Some concerts, you'd think, can't fail. This one included a superb female Mongolian singer sporting pink headgear with dark peacock feathers reaching to about 10 feet high, with a most extraordinary voice, plus a band including instruments such as the bamboo and bronze sheng (looks rather like a bagpipe, sounds more like an accordion) and the beautiful, lute-like pipa, to say nothing of virtuoso players on violin, cello, tabla and other instruments besides. But, although the capacity audience's applause for this Prom was enthusiastic, I wondered how many of them, like me, left a little disappointed.

The band was the cellist Yo-Yo Ma's Silk Road Ensemble, and the concert explored "the relationship between tradition and innovation in music from the East and West", inspired by the Silk Road connecting the Mediterranean to China. Three specially commissioned works, plus one that seemed to be basically structured improvisation, were supplemented by arrangements of Armenian and Gypsy music. Encores widened the net further, even encompassing variations on an English tune from Elizabethan times.

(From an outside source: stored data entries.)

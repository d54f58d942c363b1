//! CLI walkthrough of the booking wizard.
//!
//! Drives a full booking attempt end to end: mount, tier selection,
//! quantity, seats, contact details, review, and the mock payment.

use stagepass_booking::seatmap::{SeatPicker, SeatStatus};
use stagepass_booking::view::{StepView, step_view};
use stagepass_booking::{
    BookingEnvironment, BookingPayment, BookingUserInfo, CardDetails, PaymentMethod, Wizard,
    pricing,
};
use stagepass_core::environment::SystemClock;
use std::sync::Arc;
use std::time::Duration;
use tracing_subscriber::EnvFilter;

#[tokio::main]
async fn main() -> Result<(), Box<dyn std::error::Error>> {
    tracing_subscriber::fmt()
        .with_env_filter(
            EnvFilter::try_from_default_env().unwrap_or_else(|_| EnvFilter::new("info")),
        )
        .init();

    println!("=== StagePass Booking Demo ===\n");

    let env = BookingEnvironment::new(Arc::new(SystemClock));
    let wizard = Wizard::mount("event-1", None, env).await?;

    let state = wizard.snapshot().await;
    let details = state
        .event_details
        .clone()
        .ok_or("catalog returned no event")?;
    println!("Booking: {}", details.title);
    println!(
        "Venue:   {} ({}, {})\n",
        details.venue, details.venue_details.city, details.venue_details.state
    );

    // Step 1: pick a tier
    println!("Available tiers:");
    for tier in &details.ticket_tiers {
        println!(
            "  {} - {} ({} of {} left)",
            pricing::format_currency(tier.price),
            tier.name,
            tier.availability.remaining,
            tier.availability.total
        );
    }
    let tier = details.ticket_tiers.first().ok_or("event has no tiers")?;
    println!("\nSelecting '{}'...", tier.name);
    wizard.select_tier(tier).await?;
    wizard.next().await?;

    // Step 2: quantity
    println!("Taking 3 tickets...");
    wizard.set_quantity(3).await?;
    wizard.next().await?;

    // Step 3: seats
    let zones = wizard.seat_map().await.ok_or("no seat map")?;
    let premium = zones.iter().find(|z| z.id == "premium").ok_or("no zone")?;
    let mut picker = SeatPicker::new(3);
    for seat in premium
        .seats
        .iter()
        .filter(|s| s.status == SeatStatus::Available)
        .take(3)
    {
        picker.toggle(seat);
    }
    println!(
        "Picked {} seats in {} for {}",
        picker.selected_count(),
        premium.name,
        pricing::format_currency(picker.selected_total())
    );
    wizard.set_seating(picker.confirm()).await?;
    wizard.next().await?;

    // Step 4: contact details
    wizard
        .set_user_info(BookingUserInfo {
            first_name: "Jane".to_string(),
            last_name: "Doe".to_string(),
            email: "jane.doe@example.com".to_string(),
            phone: "+1 (555) 123-4567".to_string(),
            marketing_consent: true,
        })
        .await?;
    wizard.next().await?;

    // Step 5: review
    let state = wizard.snapshot().await;
    if let StepView::Review(review) = step_view(&state) {
        println!("\nOrder review:");
        println!(
            "  {} x {}",
            review.summary.quantity,
            review.summary.tier_name
        );
        println!(
            "  Subtotal:       {}",
            pricing::format_currency(review.summary.subtotal)
        );
        println!(
            "  Processing fee: {}",
            pricing::format_currency(review.summary.processing_fee)
        );
        println!(
            "  Service charge: {}",
            pricing::format_currency(review.summary.service_charge)
        );
        println!(
            "  Total:          {}",
            pricing::format_currency(review.summary.total)
        );
    }
    wizard.next().await?;

    // Step 6: payment
    wizard
        .set_payment(BookingPayment::new(
            PaymentMethod::Card,
            Some(CardDetails {
                number: "4242 4242 4242 4242".to_string(),
                expiry: "12/30".to_string(),
                cvv: "123".to_string(),
                name: "Jane Doe".to_string(),
            }),
        ))
        .await?;

    match wizard.complete_booking().await? {
        Some(confirmation) => {
            println!("\nBooking confirmed!");
            println!("  Confirmation: {}", confirmation.confirmation_id);
            println!("  Completed at: {}", confirmation.completed_at);
        }
        None => println!("\nBooking was not accepted"),
    }

    wizard.shutdown(Duration::from_secs(5)).await?;
    println!("\n=== Demo Complete ===");
    Ok(())
}
//! Forward-navigation gates.
//!
//! A gate decides whether the wizard may leave the current step in the
//! forward direction. Gates never block backward navigation and never block
//! jumps; a jump lands wherever it is told to, by design of the deep-link
//! contract.

use crate::types::{BookingState, BookingStep, BookingUserInfo};

/// Whether forward navigation out of `step` is allowed given `state`.
///
/// Seating and review always pass: seat choice is optional and review has
/// nothing to validate. The payment gate only checks that a method was
/// chosen; card-field content and format validity are advisory and never
/// consulted here.
#[must_use]
pub fn can_proceed(state: &BookingState, step: BookingStep) -> bool {
    match step {
        BookingStep::Selection => state.selection.is_some(),
        BookingStep::Quantity => state.quantity.is_some_and(|q| q.selected_tickets() > 0),
        BookingStep::Seating | BookingStep::Review => true,
        BookingStep::Details => state
            .user_info
            .as_ref()
            .is_some_and(BookingUserInfo::is_complete),
        BookingStep::Payment => state.payment.is_some(),
    }
}

#[cfg(test)]
mod tests {
    use super::*;
    use crate::types::{
        BookingPayment, BookingQuantity, BookingSelection, CardDetails, PaymentMethod, TierAccent,
    };

    fn selection() -> BookingSelection {
        BookingSelection {
            tier_id: "vip".to_string(),
            tier_name: "VIP Experience".to_string(),
            price: 150.0,
            accent: Some(TierAccent::Purple),
        }
    }

    fn complete_info() -> BookingUserInfo {
        BookingUserInfo {
            first_name: "Jane".to_string(),
            last_name: "Doe".to_string(),
            email: "jane@example.com".to_string(),
            phone: "5551234567".to_string(),
            marketing_consent: false,
        }
    }

    #[test]
    fn selection_gate_requires_a_tier() {
        let mut state = BookingState::new();
        assert!(!can_proceed(&state, BookingStep::Selection));

        state.selection = Some(selection());
        assert!(can_proceed(&state, BookingStep::Selection));
    }

    #[test]
    fn quantity_gate_requires_positive_count() {
        let mut state = BookingState::new();
        assert!(!can_proceed(&state, BookingStep::Quantity));

        state.quantity = Some(BookingQuantity::new(2, 150.0));
        assert!(can_proceed(&state, BookingStep::Quantity));
    }

    #[test]
    fn seating_and_review_are_always_open() {
        let state = BookingState::new();
        assert!(can_proceed(&state, BookingStep::Seating));
        assert!(can_proceed(&state, BookingStep::Review));
    }

    #[test]
    fn details_gate_checks_completeness_not_format() {
        let mut state = BookingState::new();
        assert!(!can_proceed(&state, BookingStep::Details));

        // Malformed but non-empty fields pass the gate.
        state.user_info = Some(BookingUserInfo {
            first_name: "J".to_string(),
            last_name: "D".to_string(),
            email: "not-an-email".to_string(),
            phone: "1".to_string(),
            marketing_consent: false,
        });
        assert!(can_proceed(&state, BookingStep::Details));

        state.user_info = Some(BookingUserInfo {
            phone: "   ".to_string(),
            ..complete_info()
        });
        assert!(!can_proceed(&state, BookingStep::Details));
    }

    #[test]
    fn payment_gate_requires_a_method() {
        let mut state = BookingState::new();
        assert!(!can_proceed(&state, BookingStep::Payment));

        // Method presence is enough; card fields stay advisory.
        state.payment = Some(BookingPayment::new(
            PaymentMethod::Card,
            Some(CardDetails::default()),
        ));
        assert!(can_proceed(&state, BookingStep::Payment));

        for method in [
            PaymentMethod::Paypal,
            PaymentMethod::ApplePay,
            PaymentMethod::GooglePay,
        ] {
            state.payment = Some(BookingPayment::new(method, None));
            assert!(can_proceed(&state, BookingStep::Payment));
        }
    }

    #[test]
    fn gates_ignore_advisory_errors() {
        let mut state = BookingState::new();
        state.user_info = Some(complete_info());
        state
            .errors
            .insert("email".to_string(), "Please enter a valid email address".to_string());
        assert!(can_proceed(&state, BookingStep::Details));
    }
}
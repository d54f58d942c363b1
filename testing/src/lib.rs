//! # StagePass Testing
//!
//! Testing utilities and helpers for the StagePass booking architecture.
//!
//! This crate provides:
//! - Mock implementations of Environment traits
//! - The fluent [`ReducerTest`] Given-When-Then harness
//! - Assertion helpers for reducer effects
//!
//! ## Example
//!
//! ```ignore
//! use stagepass_testing::{ReducerTest, assertions, test_clock};
//!
//! ReducerTest::new(BookingReducer::new())
//!     .with_env(headless_env())
//!     .given_state(BookingState::new())
//!     .when_action(BookingAction::NextRequested)
//!     .then_state(|state| assert_eq!(state.current_step, BookingStep::Selection))
//!     .then_effects(assertions::assert_no_effects)
//!     .run();
//! ```

use chrono::{DateTime, Utc};
use stagepass_core::environment::Clock;


pub use reducer_test::{ReducerTest, assertions};

/// Mock implementations for testing.
pub mod mocks {
    use super::{Clock, DateTime, Utc};

    /// Fixed clock for deterministic tests
    ///
    /// Always returns the same time, making tests reproducible.
    ///
    /// # Example
    ///
    /// ```
    /// use stagepass_testing::mocks::FixedClock;
    /// use stagepass_core::environment::Clock;
    /// use chrono::Utc;
    ///
    /// let clock = FixedClock::new(Utc::now());
    /// let time1 = clock.now();
    /// let time2 = clock.now();
    /// assert_eq!(time1, time2); // Always the same!
    /// ```
    #[derive(Debug, Clone)]
    pub struct FixedClock {
        time: DateTime<Utc>,
    }

    impl FixedClock {
        /// Create a new fixed clock with the given time
        #[must_use]
        pub const fn new(time: DateTime<Utc>) -> Self {
            Self { time }
        }
    }

    impl Clock for FixedClock {
        fn now(&self) -> DateTime<Utc> {
            self.time
        }
    }

    /// Create a default fixed clock for tests (2025-01-01 00:00:00 UTC)
    ///
    /// # Panics
    ///
    /// This function will panic if the hardcoded timestamp fails to parse,
    /// which should never happen in practice.
    #[must_use]
    #[allow(clippy::expect_used)]
    pub fn test_clock() -> FixedClock {
        FixedClock::new(
            DateTime::parse_from_rfc3339("2025-01-01T00:00:00Z")
                .expect("hardcoded timestamp should always parse")
                .with_timezone(&Utc),
        )
    }
}

// Re-export commonly used items
pub use mocks::{FixedClock, test_clock};

#[cfg(test)]
mod tests {
    use super::*;

    #[test]
    fn test_fixed_clock() {
        let clock = test_clock();
        let time1 = clock.now();
        let time2 = clock.now();
        assert_eq!(time1, time2);
    }
}
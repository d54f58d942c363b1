//! # StagePass Runtime
//!
//! Runtime implementation for the StagePass booking architecture.
//!
//! This crate provides the Store runtime that coordinates reducer execution
//! and effect handling.
//!
//! ## Core Components
//!
//! - **Store**: The runtime that manages state and executes effects
//! - **Effect Executor**: Executes effect descriptions and feeds actions back
//!   to the reducer
//! - **Effect Handles**: Completion tracking so callers can wait for the
//!   feedback loop (e.g. a step-transition delay) to settle
//!
//! ## Example
//!
//! ```ignore
//! use stagepass_runtime::Store;
//!
//! let store = Store::new(initial_state, my_reducer, environment);
//!
//! // Send an action
//! store.send(Action::DoSomething).await?;
//!
//! // Read state
//! let value = store.state(|s| s.some_field).await;
//! ```

use stagepass_core::{Reducer, effect::Effect};
use std::sync::Arc;
use std::sync::atomic::{AtomicBool, AtomicUsize, Ordering};
use std::time::Duration;
use tokio::sync::{RwLock, broadcast, watch};

pub use error::StoreError;

/// Error types for the Store runtime
pub mod error {
    use thiserror::Error;

    /// Errors that can occur during Store operations
    ///
    /// The wizard has no I/O, so the only failure modes are lifecycle ones:
    /// shutdown races and timeouts while waiting for feedback actions.
    #[derive(Error, Debug)]
    pub enum StoreError {
        /// Store is shutting down and not accepting new actions
        ///
        /// This error is returned when `send()` is called after shutdown
        /// initiated.
        #[error("Store is shutting down")]
        ShutdownInProgress,

        /// Shutdown timed out waiting for effects to complete
        ///
        /// Some effects were still running when the timeout elapsed.
        #[error("Shutdown timed out with {0} effects still running")]
        ShutdownTimeout(usize),

        /// Timeout waiting for a terminal action
        ///
        /// Returned by `send_and_wait_for` when the timeout expires before
        /// a matching action is received.
        #[error("Timeout waiting for action")]
        Timeout,

        /// Action broadcast channel closed
        ///
        /// The action broadcast channel was closed, typically because the
        /// store is shutting down.
        #[error("Action broadcast channel closed")]
        ChannelClosed,
    }
}

/// Handle for tracking effect completion
///
/// Returned by [`Store::send()`] to allow waiting for effects to complete.
/// Each action gets a handle that can be awaited to know when its immediate
/// effects are done.
///
/// # Example
///
/// ```ignore
/// let mut handle = store.send(Action::Start).await?;
/// handle.wait_with_timeout(Duration::from_secs(5)).await?;
/// // All effects from Action::Start are now complete
/// ```
#[derive(Clone)]
pub struct EffectHandle {
    effects: Arc<AtomicUsize>,
    completion: watch::Receiver<()>,
}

There were variety and virtuosity aplenty. The Mongolian Byambasuren Sharav's Legend of Herlen, featuring that singer, Khongorzul Ganbaatar, opened proceedings in style; you really believed that her spicy tone and amazingly long-breathed melody, spiked without warning by high ululations, could have been heard across the Gobi Desert, from where this vocal style originated.

By comparison, even Ma's fruity (and perhaps anachronistically Western-sounding) vibrato on a two-stringed "horse-head" fiddle, and the intermittent blasts from three British trombonists augmenting the ensemble, seemed tame. But we had to wait until the third encore to hear her again.

Zhao Jiping (who wrote the score to the film Farewell My Concubine) provided the piece I most enjoyed. Moon Over Guan Mountain offered rather fragmented yet occasionally melodic music for an ensemble including the sheng, a marvellous and versatile instrument, at least as played by Wu Tong.

The Indian tabla player Sandeep Das's Tarang gave four drummers, himself included, the chance to add some genuine interplay in improvisation, accompanied by a string group that then became a mainstay of this afternoon Prom.

The Armenian and Romany music was very affecting, with the Chinese pipa making natural-sounding contributions. Wu Man, the pipa player, is a fine performer. The Iranian Kayhan Kalhor was persuasive in a solo on the Persian spiked fiddle, but his ensemble composition, Blue as the Turquoise Night of Neyshabur, proved too long and lacking in thrust.